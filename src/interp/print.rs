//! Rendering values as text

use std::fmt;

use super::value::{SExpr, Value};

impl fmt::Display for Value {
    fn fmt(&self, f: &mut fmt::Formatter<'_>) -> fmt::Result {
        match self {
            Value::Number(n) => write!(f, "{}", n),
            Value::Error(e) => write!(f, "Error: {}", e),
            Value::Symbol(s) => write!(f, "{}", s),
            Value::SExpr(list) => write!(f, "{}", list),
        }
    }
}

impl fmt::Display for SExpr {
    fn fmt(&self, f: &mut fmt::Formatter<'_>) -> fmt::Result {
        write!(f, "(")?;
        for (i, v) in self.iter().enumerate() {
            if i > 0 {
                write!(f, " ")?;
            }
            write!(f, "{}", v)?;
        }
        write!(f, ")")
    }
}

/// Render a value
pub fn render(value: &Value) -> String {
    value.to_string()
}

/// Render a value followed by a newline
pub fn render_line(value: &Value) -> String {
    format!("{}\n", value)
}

======

What you need to do: Only the lines from the one containing "pub fn render_line(value: &Value)" through the last line of the entries above should be copied, exactly as written.

Answer space:
pub fn render_line(value: &Value) -> String {
    format!("{}\n", value)
}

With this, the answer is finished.